▶ **Problem to work on**:
Pull each line containing "items" out of the data and copy it.
--- Supplied records ---
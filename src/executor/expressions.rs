//! Tree-walking expression evaluation
//!
//! Evaluates an [`Expr`] against a [`RuntimeContext`]. The context owns
//! variables, function dispatch, property access and construction; this
//! module owns evaluation order, short-circuiting and assignment.
//!
//! Arrays and objects have value semantics: `o.p = v` and `a[i] = v` read the
//! container, update it and write it back through its own target.

use std::collections::BTreeMap;

use super::errors::{self, ScriptError};
use super::types::ops;
use super::types::{BinaryOp, Closure, Expr, LogicalOp, TemplatePart, UnaryOp, Val};

pub type EvalResult = Result<Val, ScriptError>;

/* ===================== Runtime Context ===================== */

/// Everything expression evaluation needs from its environment.
pub trait RuntimeContext {
    /// Undeclared names evaluate to `Val::Undefined`.
    fn get_variable(&self, name: &str) -> EvalResult;

    fn set_variable(&mut self, name: &str, value: Val) -> Result<(), ScriptError>;

    /// Call a function by name (`f(x)`)
    fn call_function(&mut self, name: &str, args: Vec<Val>) -> EvalResult;

    /// Call a method on a receiver (`r.m(x)`); mutating methods update `receiver`
    fn call_method(&mut self, receiver: &mut Val, method: &str, args: Vec<Val>) -> EvalResult;

    /// Call a function value (closure or function reference)
    fn call_value(&mut self, callee: &Val, args: Vec<Val>) -> EvalResult;

    fn get_property(&mut self, object: &Val, property: &str) -> EvalResult;

    fn get_index(&mut self, object: &Val, index: &Val) -> EvalResult;

    /// `new Class(args)`
    fn construct(&mut self, class: &str, args: Vec<Val>) -> EvalResult;
}

/// Methods that modify their receiver and must be written back
pub const MUTATING_METHODS: &[&str] = &[
    "push", "pop", "shift", "unshift", "splice", "sort", "reverse", "fill",
];

/* ===================== Evaluation ===================== */

/// Evaluate an expression to a value
pub fn eval_expr(expr: &Expr, ctx: &mut dyn RuntimeContext) -> EvalResult {
    match expr {
        Expr::Lit { v } => Ok(v.clone()),

        Expr::Ident { name } => ctx.get_variable(name),

        Expr::Array { elements } => {
            let mut items = Vec::with_capacity(elements.len());
            for e in elements {
                items.push(eval_expr(e, ctx)?);
            }
            Ok(Val::List(items))
        }

        Expr::Object { props } => {
            let mut map = BTreeMap::new();
            for (key, e) in props {
                map.insert(key.clone(), eval_expr(e, ctx)?);
            }
            Ok(Val::Obj(map))
        }

        Expr::Template { parts } => {
            let mut out = String::new();
            for part in parts {
                match part {
                    TemplatePart::Text { v } => out.push_str(v),
                    TemplatePart::Expr { e } => out.push_str(&eval_expr(e, ctx)?.to_display_string()),
                }
            }
            Ok(Val::Str(out))
        }

        Expr::Member {
            object,
            property,
            optional,
        } => {
            let target = eval_expr(object, ctx)?;
            if target.is_nullish() {
                if *optional {
                    return Ok(Val::Undefined);
                }
                return Err(ScriptError::type_error(format!(
                    "Cannot read properties of {} (reading '{}')",
                    target.type_name_for_error(),
                    property
                )));
            }
            ctx.get_property(&target, property)
        }

        Expr::Index { object, index } => {
            let target = eval_expr(object, ctx)?;
            let key = eval_expr(index, ctx)?;
            if target.is_nullish() {
                return Err(ScriptError::type_error(format!(
                    "Cannot read properties of {} (reading '{}')",
                    target.type_name_for_error(),
                    key.to_display_string()
                )));
            }
            ctx.get_index(&target, &key)
        }

        Expr::Call { callee, args } => eval_call(callee, args, ctx),

        Expr::New { class, args } => {
            let args = eval_args(args, ctx)?;
            ctx.construct(class, args)
        }

        Expr::Unary { op, operand } => {
            let v = eval_expr(operand, ctx)?;
            Ok(ops::unary(*op, &v))
        }

        Expr::Binary { op, left, right } => {
            let l = eval_expr(left, ctx)?;
            let r = eval_expr(right, ctx)?;
            Ok(ops::binary(*op, &l, &r))
        }

        Expr::Logical { op, left, right } => {
            let l = eval_expr(left, ctx)?;
            let short_circuit = match op {
                LogicalOp::And => !l.is_truthy(),
                LogicalOp::Or => l.is_truthy(),
                LogicalOp::Nullish => !l.is_nullish(),
            };
            if short_circuit {
                Ok(l)
            } else {
                eval_expr(right, ctx)
            }
        }

        Expr::Conditional {
            test,
            consequent,
            alternate,
        } => {
            if eval_expr(test, ctx)?.is_truthy() {
                eval_expr(consequent, ctx)
            } else {
                eval_expr(alternate, ctx)
            }
        }

        Expr::Assign { target, op, value } => {
            let v = eval_expr(value, ctx)?;
            let v = match op {
                Some(op) => {
                    let current = eval_expr(target, ctx)?;
                    ops::binary(*op, &current, &v)
                }
                None => v,
            };
            assign_to(target, v.clone(), ctx)?;
            Ok(v)
        }

        Expr::Update {
            target,
            delta,
            prefix,
        } => {
            let old = ops::unary(UnaryOp::Plus, &eval_expr(target, ctx)?);
            let new = ops::binary(BinaryOp::Add, &old, &Val::Int(*delta));
            assign_to(target, new.clone(), ctx)?;
            Ok(if *prefix { new } else { old })
        }

        Expr::Arrow { params, body } => Ok(Val::Closure(Box::new(Closure {
            params: params.clone(),
            body: body.clone(),
        }))),
    }
}

fn eval_args(args: &[Expr], ctx: &mut dyn RuntimeContext) -> Result<Vec<Val>, ScriptError> {
    let mut out = Vec::with_capacity(args.len());
    for a in args {
        out.push(eval_expr(a, ctx)?);
    }
    Ok(out)
}

fn eval_call(callee: &Expr, args: &[Expr], ctx: &mut dyn RuntimeContext) -> EvalResult {
    match callee {
        Expr::Ident { name } => {
            let args = eval_args(args, ctx)?;
            ctx.call_function(name, args)
        }

        Expr::Member {
            object,
            property,
            optional,
        } => {
            let mut receiver = eval_expr(object, ctx)?;
            if receiver.is_nullish() {
                if *optional {
                    return Ok(Val::Undefined);
                }
                return Err(ScriptError::type_error(format!(
                    "Cannot read properties of {} (reading '{}')",
                    receiver.type_name_for_error(),
                    property
                )));
            }
            let args = eval_args(args, ctx)?;
            let mutating = MUTATING_METHODS.contains(&property.as_str())
                && matches!(receiver, Val::List(_))
                && object.is_assignable();
            let result = ctx.call_method(&mut receiver, property, args)?;
            if mutating {
                assign_to(object, receiver, ctx)?;
            }
            Ok(result)
        }

        other => {
            let f = eval_expr(other, ctx)?;
            let args = eval_args(args, ctx)?;
            ctx.call_value(&f, args)
        }
    }
}

/* ===================== Assignment ===================== */

/// Store `value` into an assignable expression.
pub fn assign_to(target: &Expr, value: Val, ctx: &mut dyn RuntimeContext) -> Result<(), ScriptError> {
    match target {
        Expr::Ident { name } => ctx.set_variable(name, value),

        Expr::Member {
            object, property, ..
        } => {
            let mut container = eval_expr(object, ctx)?;
            set_property(&mut container, property, value)?;
            if object.is_assignable() {
                assign_to(object, container, ctx)?;
            }
            Ok(())
        }

        Expr::Index { object, index } => {
            let mut container = eval_expr(object, ctx)?;
            let key = eval_expr(index, ctx)?;
            match &mut container {
                Val::List(items) => {
                    let idx = key.as_index().ok_or_else(|| {
                        ScriptError::runtime(
                            errors::RANGE_ERROR,
                            format!("Invalid array index: {}", key.to_display_string()),
                        )
                    })?;
                    if idx >= items.len() {
                        items.resize(idx + 1, Val::Undefined);
                    }
                    items[idx] = value;
                }
                Val::Obj(_) => set_property(&mut container, &key.to_display_string(), value)?,
                other => {
                    return Err(ScriptError::type_error(format!(
                        "Cannot set index '{}' on {}",
                        key.to_display_string(),
                        other.type_name_for_error()
                    )))
                }
            }
            if object.is_assignable() {
                assign_to(object, container, ctx)?;
            }
            Ok(())
        }

        _ => Err(ScriptError::runtime(
            errors::SYNTAX_ERROR,
            "Invalid left-hand side in assignment",
        )),
    }
}

fn set_property(container: &mut Val, property: &str, value: Val) -> Result<(), ScriptError> {
    match container {
        Val::Obj(map) => {
            map.insert(property.to_string(), value);
            Ok(())
        }
        Val::List(items) if property == "length" => {
            let len = value.as_index().ok_or_else(|| {
                ScriptError::runtime(errors::RANGE_ERROR, "Invalid array length")
            })?;
            items.resize(len, Val::Undefined);
            Ok(())
        }
        other => Err(ScriptError::type_error(format!(
            "Cannot set property '{}' on {}",
            property,
            other.type_name_for_error()
        ))),
    }
}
---
▶ **Written solution**:
            let mut items = Vec::with_capacity(elements.len());
                items.push(eval_expr(e, ctx)?);
            Ok(Val::List(items))
                Val::List(items) => {
                    if idx >= items.len() {
                        items.resize(idx + 1, Val::Undefined);
                    items[idx] = value;
        Val::List(items) if property == "length" => {
            items.resize(len, Val::Undefined);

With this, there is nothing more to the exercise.